== Segment start ==

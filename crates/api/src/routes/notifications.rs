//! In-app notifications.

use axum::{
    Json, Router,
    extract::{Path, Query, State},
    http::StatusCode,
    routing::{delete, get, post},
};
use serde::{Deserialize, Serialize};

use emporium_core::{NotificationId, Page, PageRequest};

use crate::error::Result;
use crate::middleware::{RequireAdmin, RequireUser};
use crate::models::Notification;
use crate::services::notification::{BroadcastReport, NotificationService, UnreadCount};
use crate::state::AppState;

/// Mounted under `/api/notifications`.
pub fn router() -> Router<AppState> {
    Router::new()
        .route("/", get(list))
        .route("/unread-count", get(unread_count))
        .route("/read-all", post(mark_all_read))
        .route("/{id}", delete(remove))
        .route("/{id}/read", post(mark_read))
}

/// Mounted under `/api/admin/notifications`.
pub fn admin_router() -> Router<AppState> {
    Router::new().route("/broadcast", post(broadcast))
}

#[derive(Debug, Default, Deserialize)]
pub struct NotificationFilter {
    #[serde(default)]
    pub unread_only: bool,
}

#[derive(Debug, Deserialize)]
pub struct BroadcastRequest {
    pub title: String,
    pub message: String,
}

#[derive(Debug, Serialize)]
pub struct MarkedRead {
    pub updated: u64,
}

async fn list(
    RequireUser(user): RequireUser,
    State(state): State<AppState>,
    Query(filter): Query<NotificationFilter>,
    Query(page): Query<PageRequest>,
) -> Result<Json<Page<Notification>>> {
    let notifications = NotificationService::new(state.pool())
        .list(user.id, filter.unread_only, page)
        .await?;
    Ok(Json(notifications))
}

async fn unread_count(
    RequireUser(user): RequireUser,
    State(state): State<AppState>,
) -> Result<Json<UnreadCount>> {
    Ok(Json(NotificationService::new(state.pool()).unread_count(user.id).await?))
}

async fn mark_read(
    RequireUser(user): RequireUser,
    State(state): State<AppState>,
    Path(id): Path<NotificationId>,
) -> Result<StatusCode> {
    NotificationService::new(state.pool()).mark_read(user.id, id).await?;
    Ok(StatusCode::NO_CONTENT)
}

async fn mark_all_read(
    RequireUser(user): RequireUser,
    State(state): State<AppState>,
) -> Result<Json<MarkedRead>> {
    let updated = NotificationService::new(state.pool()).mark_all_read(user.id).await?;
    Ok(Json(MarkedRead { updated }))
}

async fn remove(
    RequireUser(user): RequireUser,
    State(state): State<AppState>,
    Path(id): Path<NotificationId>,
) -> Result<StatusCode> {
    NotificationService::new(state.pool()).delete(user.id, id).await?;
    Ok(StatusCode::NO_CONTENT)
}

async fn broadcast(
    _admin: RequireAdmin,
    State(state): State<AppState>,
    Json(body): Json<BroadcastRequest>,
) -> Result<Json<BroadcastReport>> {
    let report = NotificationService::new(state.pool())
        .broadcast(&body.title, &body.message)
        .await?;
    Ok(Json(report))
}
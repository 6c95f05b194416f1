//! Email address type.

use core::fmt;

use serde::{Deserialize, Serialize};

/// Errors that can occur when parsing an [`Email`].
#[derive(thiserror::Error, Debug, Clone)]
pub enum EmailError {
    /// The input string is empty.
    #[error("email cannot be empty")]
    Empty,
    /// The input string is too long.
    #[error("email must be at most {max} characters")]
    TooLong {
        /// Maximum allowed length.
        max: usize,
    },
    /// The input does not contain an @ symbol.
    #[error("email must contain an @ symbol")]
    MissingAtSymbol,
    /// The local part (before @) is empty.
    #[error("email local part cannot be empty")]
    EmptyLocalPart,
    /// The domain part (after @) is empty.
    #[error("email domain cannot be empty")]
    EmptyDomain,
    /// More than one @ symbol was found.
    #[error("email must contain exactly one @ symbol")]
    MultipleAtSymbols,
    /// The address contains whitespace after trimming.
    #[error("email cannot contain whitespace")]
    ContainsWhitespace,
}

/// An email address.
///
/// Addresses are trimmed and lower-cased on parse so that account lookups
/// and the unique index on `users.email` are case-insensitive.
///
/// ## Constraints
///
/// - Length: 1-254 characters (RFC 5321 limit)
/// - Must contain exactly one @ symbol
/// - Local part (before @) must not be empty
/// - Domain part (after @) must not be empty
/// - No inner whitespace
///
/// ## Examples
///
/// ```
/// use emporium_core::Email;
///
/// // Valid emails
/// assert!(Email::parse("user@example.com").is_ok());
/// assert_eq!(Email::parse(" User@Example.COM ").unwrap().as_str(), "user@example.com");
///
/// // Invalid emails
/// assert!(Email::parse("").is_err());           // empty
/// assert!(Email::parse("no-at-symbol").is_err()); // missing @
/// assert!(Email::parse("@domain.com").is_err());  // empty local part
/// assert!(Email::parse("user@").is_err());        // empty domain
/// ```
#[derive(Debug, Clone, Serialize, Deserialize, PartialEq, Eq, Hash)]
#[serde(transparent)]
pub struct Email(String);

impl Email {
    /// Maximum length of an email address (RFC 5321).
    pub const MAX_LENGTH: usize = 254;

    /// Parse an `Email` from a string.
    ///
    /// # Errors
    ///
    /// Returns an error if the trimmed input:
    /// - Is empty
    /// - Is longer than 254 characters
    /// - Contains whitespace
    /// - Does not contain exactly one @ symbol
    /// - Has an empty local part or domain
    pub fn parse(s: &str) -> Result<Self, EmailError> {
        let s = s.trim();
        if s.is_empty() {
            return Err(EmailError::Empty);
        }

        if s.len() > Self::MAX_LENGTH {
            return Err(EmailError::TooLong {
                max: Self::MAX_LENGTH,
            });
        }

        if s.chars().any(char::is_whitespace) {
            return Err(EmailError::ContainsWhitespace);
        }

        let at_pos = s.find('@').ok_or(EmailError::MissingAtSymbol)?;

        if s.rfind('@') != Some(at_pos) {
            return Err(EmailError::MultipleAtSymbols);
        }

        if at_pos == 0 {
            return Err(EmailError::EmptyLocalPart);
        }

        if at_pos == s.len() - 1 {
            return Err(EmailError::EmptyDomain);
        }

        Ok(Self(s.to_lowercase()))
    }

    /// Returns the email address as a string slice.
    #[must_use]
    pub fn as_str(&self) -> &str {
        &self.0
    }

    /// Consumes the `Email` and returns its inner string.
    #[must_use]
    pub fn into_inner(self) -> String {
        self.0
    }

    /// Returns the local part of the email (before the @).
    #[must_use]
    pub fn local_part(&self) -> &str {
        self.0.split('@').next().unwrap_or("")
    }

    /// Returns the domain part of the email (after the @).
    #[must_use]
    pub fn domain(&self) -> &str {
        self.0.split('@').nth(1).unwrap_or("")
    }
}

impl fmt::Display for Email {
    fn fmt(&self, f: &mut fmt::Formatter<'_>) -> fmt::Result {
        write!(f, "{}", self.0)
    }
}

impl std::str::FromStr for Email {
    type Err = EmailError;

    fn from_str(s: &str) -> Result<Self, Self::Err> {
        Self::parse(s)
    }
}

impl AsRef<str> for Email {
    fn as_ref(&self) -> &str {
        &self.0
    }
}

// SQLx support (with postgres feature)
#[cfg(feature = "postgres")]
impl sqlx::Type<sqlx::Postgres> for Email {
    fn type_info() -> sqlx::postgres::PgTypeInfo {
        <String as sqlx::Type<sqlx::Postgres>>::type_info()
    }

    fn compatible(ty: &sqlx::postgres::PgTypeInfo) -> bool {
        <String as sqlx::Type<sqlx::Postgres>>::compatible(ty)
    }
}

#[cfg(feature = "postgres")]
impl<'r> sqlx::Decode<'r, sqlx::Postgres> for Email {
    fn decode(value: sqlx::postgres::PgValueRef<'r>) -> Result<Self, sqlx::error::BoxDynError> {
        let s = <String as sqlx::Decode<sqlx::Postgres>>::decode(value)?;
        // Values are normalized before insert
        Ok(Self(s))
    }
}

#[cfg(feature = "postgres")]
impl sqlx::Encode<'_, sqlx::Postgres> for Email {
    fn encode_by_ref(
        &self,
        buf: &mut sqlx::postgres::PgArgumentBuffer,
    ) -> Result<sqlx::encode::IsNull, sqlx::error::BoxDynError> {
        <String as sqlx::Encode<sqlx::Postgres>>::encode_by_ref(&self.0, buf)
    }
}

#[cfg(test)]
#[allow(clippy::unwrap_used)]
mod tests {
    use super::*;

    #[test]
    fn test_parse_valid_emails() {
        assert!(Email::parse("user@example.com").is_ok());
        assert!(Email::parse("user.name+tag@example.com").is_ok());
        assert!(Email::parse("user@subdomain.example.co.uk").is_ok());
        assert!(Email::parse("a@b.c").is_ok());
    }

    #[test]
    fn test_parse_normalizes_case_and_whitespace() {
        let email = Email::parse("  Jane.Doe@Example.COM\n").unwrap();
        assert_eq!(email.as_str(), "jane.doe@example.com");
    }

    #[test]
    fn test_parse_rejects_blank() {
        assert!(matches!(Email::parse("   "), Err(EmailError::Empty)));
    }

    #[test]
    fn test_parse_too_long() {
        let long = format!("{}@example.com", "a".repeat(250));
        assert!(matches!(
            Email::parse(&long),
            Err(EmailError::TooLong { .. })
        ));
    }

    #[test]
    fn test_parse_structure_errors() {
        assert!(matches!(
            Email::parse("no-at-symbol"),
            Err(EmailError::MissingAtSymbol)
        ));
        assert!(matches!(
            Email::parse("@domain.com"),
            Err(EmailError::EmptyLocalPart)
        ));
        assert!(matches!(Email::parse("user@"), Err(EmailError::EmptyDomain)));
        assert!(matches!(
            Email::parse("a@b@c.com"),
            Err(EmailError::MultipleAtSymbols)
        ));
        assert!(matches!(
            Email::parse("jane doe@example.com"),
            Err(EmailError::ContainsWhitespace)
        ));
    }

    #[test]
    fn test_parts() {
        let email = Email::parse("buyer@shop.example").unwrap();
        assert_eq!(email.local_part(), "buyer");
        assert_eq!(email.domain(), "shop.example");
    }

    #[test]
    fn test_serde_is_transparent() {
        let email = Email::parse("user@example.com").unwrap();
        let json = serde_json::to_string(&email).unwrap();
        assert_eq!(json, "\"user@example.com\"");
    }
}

== Segment end ==
== Segment start ==

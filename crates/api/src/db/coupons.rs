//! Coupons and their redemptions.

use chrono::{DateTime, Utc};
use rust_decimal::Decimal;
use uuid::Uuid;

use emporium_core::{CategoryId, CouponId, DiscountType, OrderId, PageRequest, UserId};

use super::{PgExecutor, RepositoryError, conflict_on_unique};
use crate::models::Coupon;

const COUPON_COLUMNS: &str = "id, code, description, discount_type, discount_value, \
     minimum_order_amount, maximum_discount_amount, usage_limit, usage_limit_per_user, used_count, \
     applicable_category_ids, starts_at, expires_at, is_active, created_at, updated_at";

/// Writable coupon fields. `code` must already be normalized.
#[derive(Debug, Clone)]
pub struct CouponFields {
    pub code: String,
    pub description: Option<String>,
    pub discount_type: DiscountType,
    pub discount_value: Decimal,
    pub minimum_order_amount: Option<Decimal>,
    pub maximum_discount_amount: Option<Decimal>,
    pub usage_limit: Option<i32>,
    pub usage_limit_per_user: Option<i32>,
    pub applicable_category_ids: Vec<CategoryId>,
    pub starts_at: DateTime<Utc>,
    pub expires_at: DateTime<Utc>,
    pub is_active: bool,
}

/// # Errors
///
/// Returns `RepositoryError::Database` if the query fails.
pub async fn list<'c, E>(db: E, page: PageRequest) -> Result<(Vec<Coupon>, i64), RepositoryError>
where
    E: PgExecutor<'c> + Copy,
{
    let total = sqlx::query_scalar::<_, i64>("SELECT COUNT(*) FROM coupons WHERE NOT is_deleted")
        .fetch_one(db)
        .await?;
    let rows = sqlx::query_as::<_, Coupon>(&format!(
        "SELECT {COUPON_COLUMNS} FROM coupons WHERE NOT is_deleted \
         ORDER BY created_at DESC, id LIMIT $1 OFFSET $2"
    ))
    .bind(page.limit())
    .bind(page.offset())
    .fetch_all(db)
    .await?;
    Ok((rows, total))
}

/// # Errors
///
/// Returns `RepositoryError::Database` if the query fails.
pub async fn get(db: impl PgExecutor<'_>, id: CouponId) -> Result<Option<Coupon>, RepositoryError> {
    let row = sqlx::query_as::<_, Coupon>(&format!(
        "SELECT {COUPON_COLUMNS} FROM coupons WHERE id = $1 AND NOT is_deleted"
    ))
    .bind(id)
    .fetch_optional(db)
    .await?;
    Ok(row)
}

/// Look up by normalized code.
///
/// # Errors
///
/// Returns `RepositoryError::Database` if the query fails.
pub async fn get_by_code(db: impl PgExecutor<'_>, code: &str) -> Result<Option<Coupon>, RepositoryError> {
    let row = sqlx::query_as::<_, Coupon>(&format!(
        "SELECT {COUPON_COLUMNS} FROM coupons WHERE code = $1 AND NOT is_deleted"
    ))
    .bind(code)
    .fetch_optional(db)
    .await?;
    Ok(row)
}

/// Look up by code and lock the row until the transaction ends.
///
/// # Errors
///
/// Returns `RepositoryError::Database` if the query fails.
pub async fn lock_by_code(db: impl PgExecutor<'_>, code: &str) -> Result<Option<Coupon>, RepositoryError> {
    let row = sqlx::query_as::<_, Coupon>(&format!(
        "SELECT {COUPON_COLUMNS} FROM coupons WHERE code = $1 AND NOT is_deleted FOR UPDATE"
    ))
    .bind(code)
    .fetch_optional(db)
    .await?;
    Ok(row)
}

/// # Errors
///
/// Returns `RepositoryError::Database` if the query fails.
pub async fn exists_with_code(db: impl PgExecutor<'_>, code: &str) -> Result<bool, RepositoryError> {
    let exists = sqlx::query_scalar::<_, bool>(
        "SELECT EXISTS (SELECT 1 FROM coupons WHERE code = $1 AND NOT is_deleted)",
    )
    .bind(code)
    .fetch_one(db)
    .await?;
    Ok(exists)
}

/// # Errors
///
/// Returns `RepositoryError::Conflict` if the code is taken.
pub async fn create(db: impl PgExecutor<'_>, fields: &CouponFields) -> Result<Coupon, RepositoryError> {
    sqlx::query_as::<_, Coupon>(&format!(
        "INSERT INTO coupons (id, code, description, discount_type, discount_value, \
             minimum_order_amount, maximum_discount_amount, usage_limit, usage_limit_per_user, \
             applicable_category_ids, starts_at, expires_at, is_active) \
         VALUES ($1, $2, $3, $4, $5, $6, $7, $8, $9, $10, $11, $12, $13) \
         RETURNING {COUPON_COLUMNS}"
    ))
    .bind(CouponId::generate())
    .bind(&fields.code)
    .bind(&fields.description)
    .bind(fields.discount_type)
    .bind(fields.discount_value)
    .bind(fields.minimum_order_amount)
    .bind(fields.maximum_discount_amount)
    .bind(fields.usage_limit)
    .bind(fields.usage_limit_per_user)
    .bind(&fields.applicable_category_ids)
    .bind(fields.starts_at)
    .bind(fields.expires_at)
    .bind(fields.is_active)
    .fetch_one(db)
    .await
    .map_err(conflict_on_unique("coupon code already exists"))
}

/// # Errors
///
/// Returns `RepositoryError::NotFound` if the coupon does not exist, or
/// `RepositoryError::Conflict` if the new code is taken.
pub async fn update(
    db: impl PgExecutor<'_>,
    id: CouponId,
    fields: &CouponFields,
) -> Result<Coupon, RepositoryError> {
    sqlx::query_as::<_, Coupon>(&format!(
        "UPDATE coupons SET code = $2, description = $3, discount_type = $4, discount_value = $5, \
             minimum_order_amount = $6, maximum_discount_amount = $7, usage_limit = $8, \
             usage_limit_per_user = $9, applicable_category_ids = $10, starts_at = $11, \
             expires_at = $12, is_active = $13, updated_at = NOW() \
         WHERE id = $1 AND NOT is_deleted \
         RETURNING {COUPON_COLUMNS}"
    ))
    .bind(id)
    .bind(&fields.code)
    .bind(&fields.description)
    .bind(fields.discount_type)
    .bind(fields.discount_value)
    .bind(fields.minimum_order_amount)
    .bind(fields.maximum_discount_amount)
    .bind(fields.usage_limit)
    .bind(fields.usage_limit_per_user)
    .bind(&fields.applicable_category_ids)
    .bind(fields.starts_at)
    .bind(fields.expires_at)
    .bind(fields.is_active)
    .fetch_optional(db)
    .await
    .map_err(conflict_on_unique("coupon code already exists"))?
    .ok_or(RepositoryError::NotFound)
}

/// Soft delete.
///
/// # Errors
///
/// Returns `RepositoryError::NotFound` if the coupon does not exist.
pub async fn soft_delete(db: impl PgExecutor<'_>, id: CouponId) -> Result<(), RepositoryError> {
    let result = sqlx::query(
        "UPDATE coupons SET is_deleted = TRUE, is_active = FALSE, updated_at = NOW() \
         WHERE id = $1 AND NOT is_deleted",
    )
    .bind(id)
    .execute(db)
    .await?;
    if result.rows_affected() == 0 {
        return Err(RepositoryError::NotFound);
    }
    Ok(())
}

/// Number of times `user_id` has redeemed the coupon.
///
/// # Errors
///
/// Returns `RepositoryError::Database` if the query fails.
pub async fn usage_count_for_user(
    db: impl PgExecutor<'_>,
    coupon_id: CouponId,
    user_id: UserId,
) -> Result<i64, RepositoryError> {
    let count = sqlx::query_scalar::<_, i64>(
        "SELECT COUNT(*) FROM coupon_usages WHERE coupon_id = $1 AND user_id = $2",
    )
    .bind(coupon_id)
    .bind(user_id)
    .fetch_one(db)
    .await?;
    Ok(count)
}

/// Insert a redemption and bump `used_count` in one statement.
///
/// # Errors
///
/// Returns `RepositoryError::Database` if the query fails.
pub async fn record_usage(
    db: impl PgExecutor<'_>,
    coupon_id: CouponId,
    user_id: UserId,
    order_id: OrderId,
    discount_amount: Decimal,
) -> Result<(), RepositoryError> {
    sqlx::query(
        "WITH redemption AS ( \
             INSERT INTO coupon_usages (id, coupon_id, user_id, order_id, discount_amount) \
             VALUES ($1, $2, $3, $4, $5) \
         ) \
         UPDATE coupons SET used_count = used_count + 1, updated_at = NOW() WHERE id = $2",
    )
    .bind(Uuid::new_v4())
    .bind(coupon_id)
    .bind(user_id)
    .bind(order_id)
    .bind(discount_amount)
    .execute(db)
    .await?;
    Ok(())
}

== Segment end ==
== Segment start ==

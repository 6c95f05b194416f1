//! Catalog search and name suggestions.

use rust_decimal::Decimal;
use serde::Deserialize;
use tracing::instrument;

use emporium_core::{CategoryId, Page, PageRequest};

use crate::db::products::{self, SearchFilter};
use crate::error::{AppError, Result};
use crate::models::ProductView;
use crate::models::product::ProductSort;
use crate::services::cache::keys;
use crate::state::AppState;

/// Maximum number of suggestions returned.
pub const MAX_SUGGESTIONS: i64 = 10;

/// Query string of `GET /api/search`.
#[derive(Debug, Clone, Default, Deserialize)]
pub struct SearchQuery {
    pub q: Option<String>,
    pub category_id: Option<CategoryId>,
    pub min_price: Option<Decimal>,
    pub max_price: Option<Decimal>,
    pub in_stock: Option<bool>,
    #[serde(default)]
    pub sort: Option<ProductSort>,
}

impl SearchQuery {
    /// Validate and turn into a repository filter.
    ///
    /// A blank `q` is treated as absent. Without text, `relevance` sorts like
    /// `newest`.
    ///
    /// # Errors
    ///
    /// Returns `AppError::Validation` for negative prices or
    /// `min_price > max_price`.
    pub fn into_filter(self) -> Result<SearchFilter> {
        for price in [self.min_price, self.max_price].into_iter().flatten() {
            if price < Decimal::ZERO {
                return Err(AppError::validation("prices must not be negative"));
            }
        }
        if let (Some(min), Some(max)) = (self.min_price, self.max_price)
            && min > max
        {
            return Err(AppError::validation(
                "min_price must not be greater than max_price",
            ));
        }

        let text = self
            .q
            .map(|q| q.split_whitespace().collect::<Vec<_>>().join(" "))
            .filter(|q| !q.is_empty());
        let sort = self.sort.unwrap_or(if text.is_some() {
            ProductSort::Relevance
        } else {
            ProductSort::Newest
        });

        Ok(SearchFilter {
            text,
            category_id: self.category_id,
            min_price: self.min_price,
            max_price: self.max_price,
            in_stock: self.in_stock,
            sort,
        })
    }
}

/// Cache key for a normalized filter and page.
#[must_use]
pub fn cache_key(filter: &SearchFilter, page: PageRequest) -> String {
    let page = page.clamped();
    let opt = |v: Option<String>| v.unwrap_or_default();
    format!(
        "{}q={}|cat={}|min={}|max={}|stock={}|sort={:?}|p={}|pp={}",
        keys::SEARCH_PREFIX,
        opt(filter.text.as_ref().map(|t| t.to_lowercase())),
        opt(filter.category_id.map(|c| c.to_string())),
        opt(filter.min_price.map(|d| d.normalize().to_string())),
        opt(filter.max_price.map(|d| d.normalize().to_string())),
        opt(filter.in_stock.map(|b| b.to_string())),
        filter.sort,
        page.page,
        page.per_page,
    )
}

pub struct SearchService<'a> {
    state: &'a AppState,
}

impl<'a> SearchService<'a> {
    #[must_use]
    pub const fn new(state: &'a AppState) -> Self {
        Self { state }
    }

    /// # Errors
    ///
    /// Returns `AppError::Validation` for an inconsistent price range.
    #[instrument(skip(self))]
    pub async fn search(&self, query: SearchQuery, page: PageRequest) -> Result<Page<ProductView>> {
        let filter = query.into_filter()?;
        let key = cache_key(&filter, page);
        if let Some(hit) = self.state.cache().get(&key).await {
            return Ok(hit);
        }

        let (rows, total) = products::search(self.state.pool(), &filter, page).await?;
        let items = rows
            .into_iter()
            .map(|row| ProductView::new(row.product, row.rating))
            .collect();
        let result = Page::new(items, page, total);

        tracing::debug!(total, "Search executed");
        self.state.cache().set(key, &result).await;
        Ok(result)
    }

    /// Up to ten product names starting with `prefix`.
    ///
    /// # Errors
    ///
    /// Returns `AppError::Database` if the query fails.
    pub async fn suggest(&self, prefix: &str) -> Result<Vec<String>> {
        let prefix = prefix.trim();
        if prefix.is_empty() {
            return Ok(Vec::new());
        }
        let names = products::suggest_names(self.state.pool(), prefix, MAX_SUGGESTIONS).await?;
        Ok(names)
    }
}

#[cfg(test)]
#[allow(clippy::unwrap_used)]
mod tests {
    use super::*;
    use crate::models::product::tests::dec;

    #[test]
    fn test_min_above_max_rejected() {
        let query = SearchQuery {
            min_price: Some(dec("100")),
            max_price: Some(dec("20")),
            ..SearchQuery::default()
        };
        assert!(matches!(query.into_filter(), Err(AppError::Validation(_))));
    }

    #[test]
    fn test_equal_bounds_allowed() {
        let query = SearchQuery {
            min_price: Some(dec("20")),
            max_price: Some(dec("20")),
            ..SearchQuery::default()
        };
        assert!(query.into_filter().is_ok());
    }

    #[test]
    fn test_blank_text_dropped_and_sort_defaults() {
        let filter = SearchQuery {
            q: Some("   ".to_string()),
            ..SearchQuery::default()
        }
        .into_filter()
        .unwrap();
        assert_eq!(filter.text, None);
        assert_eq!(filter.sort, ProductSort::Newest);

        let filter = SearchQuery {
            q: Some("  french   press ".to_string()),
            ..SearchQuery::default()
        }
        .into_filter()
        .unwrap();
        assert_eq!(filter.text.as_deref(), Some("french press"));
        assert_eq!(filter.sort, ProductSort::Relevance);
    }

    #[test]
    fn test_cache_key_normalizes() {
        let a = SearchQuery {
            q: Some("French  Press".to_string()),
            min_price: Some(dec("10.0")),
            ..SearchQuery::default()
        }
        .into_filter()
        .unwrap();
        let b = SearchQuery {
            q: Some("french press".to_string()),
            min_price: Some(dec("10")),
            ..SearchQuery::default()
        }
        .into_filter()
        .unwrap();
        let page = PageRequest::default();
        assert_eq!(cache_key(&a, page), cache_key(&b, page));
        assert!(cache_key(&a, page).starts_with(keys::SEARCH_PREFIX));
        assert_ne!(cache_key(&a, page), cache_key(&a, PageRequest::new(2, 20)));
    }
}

== Segment end ==

▸ Work request
Above are the lines; repeat exactly the ones from the line containing "filename crates/api/src/routes/notifications.rs" down to the line containing "#[derive(Debug, Deserialize)]", both inclusive.

▸ Response box
filename crates/api/src/routes/notifications.rs
//! In-app notifications.

use axum::{
    Json, Router,
    extract::{Path, Query, State},
    http::StatusCode,
    routing::{delete, get, post},
};
use serde::{Deserialize, Serialize};

use emporium_core::{NotificationId, Page, PageRequest};

use crate::error::Result;
use crate::middleware::{RequireAdmin, RequireUser};
use crate::models::Notification;
use crate::services::notification::{BroadcastReport, NotificationService, UnreadCount};
use crate::state::AppState;

/// Mounted under `/api/notifications`.
pub fn router() -> Router<AppState> {
    Router::new()
        .route("/", get(list))
        .route("/unread-count", get(unread_count))
        .route("/read-all", post(mark_all_read))
        .route("/{id}", delete(remove))
        .route("/{id}/read", post(mark_read))
}

/// Mounted under `/api/admin/notifications`.
pub fn admin_router() -> Router<AppState> {
    Router::new().route("/broadcast", post(broadcast))
}

#[derive(Debug, Default, Deserialize)]
pub struct NotificationFilter {
    #[serde(default)]
    pub unread_only: bool,
}

#[derive(Debug, Deserialize)]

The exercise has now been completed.